The primary endpoint was estimated glomerular filtration rate (eGFR; RFG), analyzed as a continuous variable. eGFR was calculated using the CKD-EPI equation and expressed in mL/min/1.73 m^2^.
Functional chronic kidney disease (CKD) was defined as eGFR < 60 mL/min/1.73 m^2^ and analyzed as a binary outcome.
Secondary renal parameters included serum creatinine and urea levels. When available, a documented clinical diagnosis of chronic kidney disease (Boalacronicaderinichi) was recorded for descriptive purposes.
Covariates included age (years), sex, body mass index (BMI, kg/m^2^), hypertension status (HTA1DA), and glycated hemoglobin (HbA1c, %). HbA1c values corresponded to measurements obtained at the time of the clinical evaluation included in the analysis. Historical HbA1c data were not consistently available for all participants and were therefore not used to estimate cumulative glycemic burden.
2.3. Anthropometric and Laboratory Measurements
Body weight and height were measured using calibrated scales, and BMI was calculated as weight (kg) divided by height squared (m^2^).
Blood pressure was measured in the seated position after at least 5 min of rest using a validated automated sphygmomanometer.

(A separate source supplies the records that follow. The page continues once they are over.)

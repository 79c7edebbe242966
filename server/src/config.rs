use std::fs;
use std::path::PathBuf;
use std::sync::Arc;

use anyhow::{bail, Context, Result};
use log::info;
use novedades_misc::config::{CommonConfig, PathSet};
use novedades_misc::dirs;
use novedades_misc::logs::LogsConfig;
use openssl::ssl::{SslAcceptor, SslAcceptorBuilder, SslMethod};
use serde::{Deserialize, Serialize};

use crate::auth::jwt::{JwtTokenGenerator, JwtTokenValidator};
use crate::auth::rsa;
use crate::context::ServerContext;
use crate::db::config::DbConfig;
use crate::restful::RestfulServer;

#[derive(Debug, Serialize, Deserialize, Clone)]
pub struct ServerConfig {
    #[serde(default = "ServerConfig::default_bind")]
    pub bind: String,

    #[serde(default)]
    pub ssl: bool,

    #[serde(default = "ServerConfig::default_admin_password")]
    pub admin_password: String,

    #[serde(default = "ServerConfig::default_salt_length")]
    pub salt_length: usize,

    #[serde(default = "DbConfig::default")]
    pub db: DbConfig,

    pub keep_alive_secs: Option<u64>,

    pub workers: Option<u64>,

    pub payload_limit_mib: Option<u64>,

    #[serde(default = "ServerConfig::default_token_expiration_secs")]
    pub token_expiration_secs: u64,

    #[serde(default = "LogsConfig::default")]
    pub logs: LogsConfig,

    #[serde(skip)]
    pki_dir: PathBuf,
}

impl Default for ServerConfig {
    fn default() -> Self {
        CommonConfig::default()
    }
}

impl CommonConfig for ServerConfig {
    fn default() -> Self {
        ServerConfig {
            bind: Self::default_bind(),
            ssl: false,
            admin_password: Self::default_admin_password(),
            salt_length: Self::default_salt_length(),
            db: CommonConfig::default(),
            keep_alive_secs: None,
            workers: None,
            payload_limit_mib: None,
            token_expiration_secs: Self::default_token_expiration_secs(),
            logs: CommonConfig::default(),
            pki_dir: PathBuf::new(),
        }
    }

    fn complete(&mut self, ps: &PathSet) -> Result<()> {
        if self.bind.is_empty() {
            bail!("bind is required");
        }

        if self.admin_password.is_empty() {
            bail!("admin_password is required");
        }

        if self.salt_length < Self::MIN_SALT_LENGTH || self.salt_length > Self::MAX_SALT_LENGTH {
            bail!(
                "salt_length must be in range [{}, {}]",
                Self::MIN_SALT_LENGTH,
                Self::MAX_SALT_LENGTH
            );
        }

        self.db.complete(ps).context("db")?;

        if let Some(keep_alive_secs) = self.keep_alive_secs {
            if keep_alive_secs == 0 {
                bail!("keep_alive_secs must be greater than 0");
            }
        }

        if let Some(workers) = self.workers {
            if workers == 0 {
                bail!("workers must be greater than 0");
            }
        }

        if let Some(payload_limit_mib) = self.payload_limit_mib {
            if payload_limit_mib == 0 {
                bail!("payload_limit_mib must be greater than 0");
            }
        }

        if self.token_expiration_secs < Self::MIN_TOKEN_EXPIRATION_SECS
            || self.token_expiration_secs > Self::MAX_TOKEN_EXPIRATION_SECS
        {
            bail!(
                "token_expiration_secs must be in range [{}, {}]",
                Self::MIN_TOKEN_EXPIRATION_SECS,
                Self::MAX_TOKEN_EXPIRATION_SECS
            );
        }

        self.logs.complete(ps).context("logs")?;

        self.pki_dir = ps.config_dir.join("pki");
        dirs::ensure_dir_exists(&self.pki_dir).context("ensure pki dir")?;

        Ok(())
    }
}

impl ServerConfig {
    const MIN_SALT_LENGTH: usize = 8;
    const MAX_SALT_LENGTH: usize = 100;

    const MIN_TOKEN_EXPIRATION_SECS: u64 = 60;
    const MAX_TOKEN_EXPIRATION_SECS: u64 = 60 * 60 * 24 * 365;

    pub fn build_ctx(&self) -> Result<Arc<ServerContext>> {
        let db = self.db.build().context("init database")?;
        let (token_public, token_private) = self.read_jwt_keys()?;
        let jwt_generator = JwtTokenGenerator::new(&token_private, self.token_expiration_secs)
            .context("init jwt token generator")?;
        let jwt_validator =
            JwtTokenValidator::new(&token_public).context("init jwt token validator")?;

        let ctx = ServerContext {
            db,
            jwt_generator,
            jwt_validator,
            cfg: self.clone(),
        };
        Ok(Arc::new(ctx))
    }

    pub fn build_restful_server(&self, ctx: Arc<ServerContext>) -> Result<RestfulServer> {
        let mut srv = RestfulServer::new(self.bind.clone(), ctx);
        if self.ssl {
            let ssl = self.build_ssl()?;
            srv.set_ssl(ssl);
        }

        if let Some(keep_alive_secs) = self.keep_alive_secs {
            srv.set_keep_alive_secs(keep_alive_secs);
        }

        if let Some(workers) = self.workers {
            srv.set_workers(workers);
        }

        if let Some(payload_limit_mib) = self.payload_limit_mib {
            srv.set_payload_limit_mib(payload_limit_mib);
        }

        Ok(srv)
    }

    fn read_jwt_keys(&self) -> Result<(Vec<u8>, Vec<u8>)> {
        let public_key_path = self.pki_dir.join("token_public.pem");
        let private_key_path = self.pki_dir.join("token_private.pem");
        if public_key_path.exists() && private_key_path.exists() {
            let public_key = fs::read(&public_key_path).context("read token public key")?;
            let private_key = fs::read(&private_key_path).context("read token private key")?;
            return Ok((public_key, private_key));
        }

        info!("Token keys for jwt not exists, try to generate new ones");
        let (public_key, private_key) =
            rsa::generate_rsa_keys().context("generate keys for token")?;

        fs::write(&public_key_path, &public_key).context("write token public key")?;
        fs::write(&private_key_path, &private_key).context("write token private key")?;

        Ok((public_key, private_key))
    }

    fn build_ssl(&self) -> Result<SslAcceptorBuilder> {
        let key_path = self.pki_dir.join("key.pem");
        if !key_path.exists() {
            bail!("ssl key file not exists: {:?}", key_path);
        }

        let cert_path = self.pki_dir.join("cert.pem");
        if !cert_path.exists() {
            bail!("ssl cert file not exists: {:?}", cert_path);
        }

        let mut builder =
            SslAcceptor::mozilla_intermediate(SslMethod::tls()).context("init ssl acceptor")?;

        builder
            .set_private_key_file(&key_path, openssl::ssl::SslFiletype::PEM)
            .context("load ssl key file")?;
        builder
            .set_certificate_chain_file(&cert_path)
            .context("load ssl cert file")?;

        Ok(builder)
    }

    fn default_bind() -> String {
        String::from("127.0.0.1:14288")
    }

    fn default_admin_password() -> String {
        String::from("admin_password123")
    }

    fn default_salt_length() -> usize {
        24
    }

    fn default_token_expiration_secs() -> u64 {
        60 * 60 // 1 hour
    }
}
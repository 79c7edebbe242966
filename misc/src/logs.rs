use std::path::PathBuf;

use anyhow::{bail, Result};
use log::LevelFilter;
use log4rs::append::console::{ConsoleAppender, Target};
use log4rs::append::rolling_file::policy::compound::roll::fixed_window::FixedWindowRoller;
use log4rs::append::rolling_file::policy::compound::trigger::size::SizeTrigger;
use log4rs::append::rolling_file::policy::compound::CompoundPolicy;
use log4rs::append::rolling_file::RollingFileAppender;
use log4rs::config::{Appender, Root};
use log4rs::Config;
use serde::{Deserialize, Serialize};

use crate::config::{CommonConfig, PathSet};
use crate::dirs;

#[derive(Debug, Deserialize, Serialize, Clone)]
pub struct LogsConfig {
    #[serde(default = "LogTarget::default")]
    pub target: LogTarget,

    #[serde(default = "LogLevel::default")]
    pub level: LogLevel,

    #[serde(default = "LogsConfig::default_file_archive")]
    pub file_archive: u32,

    #[serde(default = "LogsConfig::default_file_max_size_mib")]
    pub file_max_size_mib: u64,

    #[serde(skip)]
    logs_dir: PathBuf,
}

#[derive(Debug, Deserialize, Serialize, Clone, Copy, Default)]
pub enum LogTarget {
    #[serde(rename = "stdout")]
    #[default]
    Stdout,

    #[serde(rename = "stderr")]
    Stderr,

    #[serde(rename = "file")]
    File,
}

#[derive(Debug, Deserialize, Serialize, Clone, Copy, Default)]
pub enum LogLevel {
    #[serde(rename = "info")]
    #[default]
    Info,

    #[serde(rename = "debug")]
    Debug,

    #[serde(rename = "error")]
    Error,

    #[serde(rename = "warning")]
    Warning,
}

impl CommonConfig for LogsConfig {
    fn default() -> Self {
        LogsConfig {
            target: LogTarget::default(),
            level: LogLevel::default(),
            file_archive: LogsConfig::default_file_archive(),
            file_max_size_mib: LogsConfig::default_file_max_size_mib(),
            logs_dir: PathBuf::new(),
        }
    }

    fn complete(&mut self, ps: &PathSet) -> Result<()> {
        if !matches!(self.target, LogTarget::File) {
            return Ok(());
        }

        if self.file_archive == 0 {
            bail!("file_archive must be greater than 0");
        }
        if self.file_max_size_mib == 0 {
            bail!("file_max_size_mib must be greater than 0");
        }

        self.logs_dir = ps.data_dir.join("logs");
        dirs::ensure_dir_exists(&self.logs_dir)?;

        Ok(())
    }
}

impl LogsConfig {
    pub fn init(&self, name: &str) -> Result<()> {
        let level_filter = match self.level {
            LogLevel::Error => LevelFilter::Error,
            LogLevel::Warning => LevelFilter::Warn,
            LogLevel::Info => LevelFilter::Info,
            LogLevel::Debug => LevelFilter::Debug,
        };

        let config = match self.target {
            LogTarget::Stdout => {
                let stdout = ConsoleAppender::builder().build();

                Config::builder()
                    .appender(Appender::builder().build("stdout", Box::new(stdout)))
                    .build(Root::builder().appender("stdout").build(level_filter))?
            }
            LogTarget::Stderr => {
                let stderr = ConsoleAppender::builder().target(Target::Stderr).build();

                Config::builder()
                    .appender(Appender::builder().build("stderr", Box::new(stderr)))
                    .build(Root::builder().appender("stderr").build(level_filter))?
            }
            LogTarget::File => {
                let path = self.logs_dir.join(format!("{name}.log"));

                let archived_pattern = self.logs_dir.join(format!("{name}.{{}}.log"));
                let archived_pattern = format!("{}", archived_pattern.display());

                let window_roller = FixedWindowRoller::builder()
                    .base(1)
                    .build(&archived_pattern, self.file_archive)?;

                let size_trigger = SizeTrigger::new(self.file_max_size_mib * 1024 * 1024);

                let compound_policy =
                    CompoundPolicy::new(Box::new(size_trigger), Box::new(window_roller));

                let file_appender =
                    RollingFileAppender::builder().build(path, Box::new(compound_policy))?;

                Config::builder()
                    .appender(Appender::builder().build("file", Box::new(file_appender)))
                    .build(Root::builder().appender("file").build(level_filter))?
            }
        };

        log4rs::init_config(config)?;

        Ok(())
    }

    fn default_file_archive() -> u32 {
        5
    }

    fn default_file_max_size_mib() -> u64 {
        10
    }
}
use std::path::PathBuf;

use anyhow::{Context, Result};
use novedades_misc::config::{CommonConfig, PathSet};
use serde::{Deserialize, Serialize};

use super::sqlite::SqliteConnection;
use super::{Database, UnionConnection};

/// Database configuration
#[derive(Debug, Deserialize, Serialize, Clone)]
pub struct DbConfig {
    /// Database type to use
    #[serde(default = "DbConfig::default_name")]
    pub name: DbType,

    /// SQLite configuration, only valid when database type is sqlite
    #[serde(default = "SqliteConfig::default")]
    pub sqlite: SqliteConfig,
}

/// Database type
#[derive(Debug, Deserialize, Serialize, Clone)]
pub enum DbType {
    /// Use SQLite database
    #[serde(rename = "sqlite")]
    Sqlite,
}

impl CommonConfig for DbConfig {
    fn default() -> Self {
        Self {
            name: Self::default_name(),
            sqlite: SqliteConfig::default(),
        }
    }

    fn complete(&mut self, ps: &PathSet) -> Result<()> {
        self.sqlite.complete(ps).context("sqlite")?;
        Ok(())
    }
}

impl DbConfig {
    pub fn build(&self) -> Result<Database> {
        let conn = match self.name {
            DbType::Sqlite => UnionConnection::Sqlite(self.sqlite.build()?),
        };
        Ok(Database::new(conn))
    }

    fn default_name() -> DbType {
        DbType::Sqlite
    }
}

#[derive(Debug, Serialize, Deserialize, Clone)]
pub struct SqliteConfig {
    #[serde(default)]
    pub memory: bool,

    #[serde(skip)]
    path: PathBuf,
}

impl CommonConfig for SqliteConfig {
    fn default() -> Self {
        Self {
            memory: false,
            path: PathBuf::new(),
        }
    }

    fn complete(&mut self, ps: &PathSet) -> Result<()> {
        if self.memory {
            return Ok(());
        }

        self.path = ps.data_dir.join("sqlite.db");

        Ok(())
    }
}

impl SqliteConfig {
    pub fn build(&self) -> Result<SqliteConnection> {
        if self.memory {
            SqliteConnection::memory()
        } else {
            SqliteConnection::open(&self.path)
        }
    }
}
use std::sync::Arc;
use std::time::Duration;

use actix_web::web::{self, Data, PayloadConfig};
use actix_web::{App, HttpRequest, HttpResponse, HttpServer};
use anyhow::{Context, Result};
use log::{info, warn};
use novedades_misc::api::{self, audit, comment, factor, user};
use openssl::ssl::SslAcceptorBuilder;
use sd_notify::NotifyState;

use crate::context::ServerContext;
use crate::handlers;

pub struct RestfulServer {
    ssl: Option<SslAcceptorBuilder>,
    ctx: Arc<ServerContext>,

    keep_alive_secs: Option<u64>,
    workers: Option<u64>,

    bind: String,

    payload_limit_mib: u64,
}

impl RestfulServer {
    const DEFAULT_PAYLOAD_LIMIT_MIB: u64 = 10;

    pub fn new(bind: String, ctx: Arc<ServerContext>) -> Self {
        Self {
            ssl: None,
            ctx,
            keep_alive_secs: None,
            workers: None,
            bind,
            payload_limit_mib: Self::DEFAULT_PAYLOAD_LIMIT_MIB,
        }
    }

    pub fn set_ssl(&mut self, ssl: SslAcceptorBuilder) {
        self.ssl = Some(ssl);
    }

    pub fn set_keep_alive_secs(&mut self, keep_alive_secs: u64) {
        self.keep_alive_secs = Some(keep_alive_secs);
    }

    pub fn set_workers(&mut self, workers: u64) {
        self.workers = Some(workers);
    }

    pub fn set_payload_limit_mib(&mut self, payload_limit_mib: u64) {
        self.payload_limit_mib = payload_limit_mib;
    }

    pub async fn run(mut self) -> Result<()> {
        let ctx = self.ctx.clone();
        let payload_limit = self.payload_limit_mib as usize * 1024 * 1024;
        let mut srv = HttpServer::new(move || {
            App::new()
                .app_data(Data::new(ctx.clone()))
                .app_data(PayloadConfig::new(payload_limit))
                .service(
                    web::resource(api::HEALTHZ_PATH)
                        .route(web::get().to(handlers::healthz::get_healthz_handler)),
                )
                .service(
                    web::resource(user::TOKEN_PATH)
                        .route(web::get().to(handlers::token::get_token_handler)),
                )
                .service(
                    web::resource(user::USER_PATH)
                        .route(web::put().to(handlers::user::put_user_handler))
                        .route(web::get().to(handlers::user::get_user_handler))
                        .route(web::patch().to(handlers::user::patch_user_handler)),
                )
                .service(
                    web::resource(comment::COMMENT_PATH)
                        .route(web::put().to(handlers::comment::put_comment_handler))
                        .route(web::get().to(handlers::comment::get_comment_handler))
                        .route(web::patch().to(handlers::comment::accept_comment_handler)),
                )
                .service(
                    web::resource(factor::FACTOR_PATH)
                        .route(web::put().to(handlers::factor::put_factor_handler))
                        .route(web::get().to(handlers::factor::get_factor_handler)),
                )
                .service(
                    web::resource(factor::SUBFACTOR_PATH)
                        .route(web::put().to(handlers::factor::put_subfactor_handler))
                        .route(web::get().to(handlers::factor::get_subfactor_handler)),
                )
                .service(
                    web::resource(audit::AUDIT_PATH)
                        .route(web::get().to(handlers::audit::get_audit_handler)),
                )
                .default_service(web::route().to(Self::default_handler))
        });

        if let Some(ssl) = self.ssl.take() {
            info!("Binding to https://{}", self.bind);
            srv = srv.bind_openssl(&self.bind, ssl).context("bind with ssl")?
        } else {
            warn!("Using HTTP (without SSL). THIS IS DANGEROUS, DO NOT USE IN PRODUCTION");
            info!("Binding to http://{}", self.bind);
            srv = srv.bind(&self.bind).context("bind without ssl")?
        };

        if let Some(keep_alive) = self.keep_alive_secs {
            srv = srv.keep_alive(Duration::from_secs(keep_alive));
        }
        if let Some(workers) = self.workers {
            srv = srv.workers(workers as usize);
        }

        sd_notify::notify(true, &[NotifyState::Ready]).context("notify systemd")?;
        info!("Starting restful server");
        srv.run().await.context("run server")?;

        info!("Server stopped by user");
        Ok(())
    }

    async fn default_handler(req: HttpRequest) -> HttpResponse {
        let path = req.uri().path().to_string();
        let method = req.method().as_str().to_string();
        let message = format!("No route to {method} {path}");
        HttpResponse::NotFound().json(api::Response::<()>::not_found(message))
    }
}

Venous blood samples were obtained after overnight fasting. Serum creatinine, urea, and fasting glucose were measured using standardized enzymatic methods in an accredited laboratory. HbA1c was determined using high-performance liquid chromatography (HPLC). eGFR was calculated using the CKD-EPI formula.
All measurements were performed under standardized clinical conditions.
2.4. Statistical Analysis
Continuous variables were primarily expressed as mean ± standard deviation (SD). In addition, median values and interquartile ranges (IQR) were examined when appropriate to evaluate the distribution of continuous variables.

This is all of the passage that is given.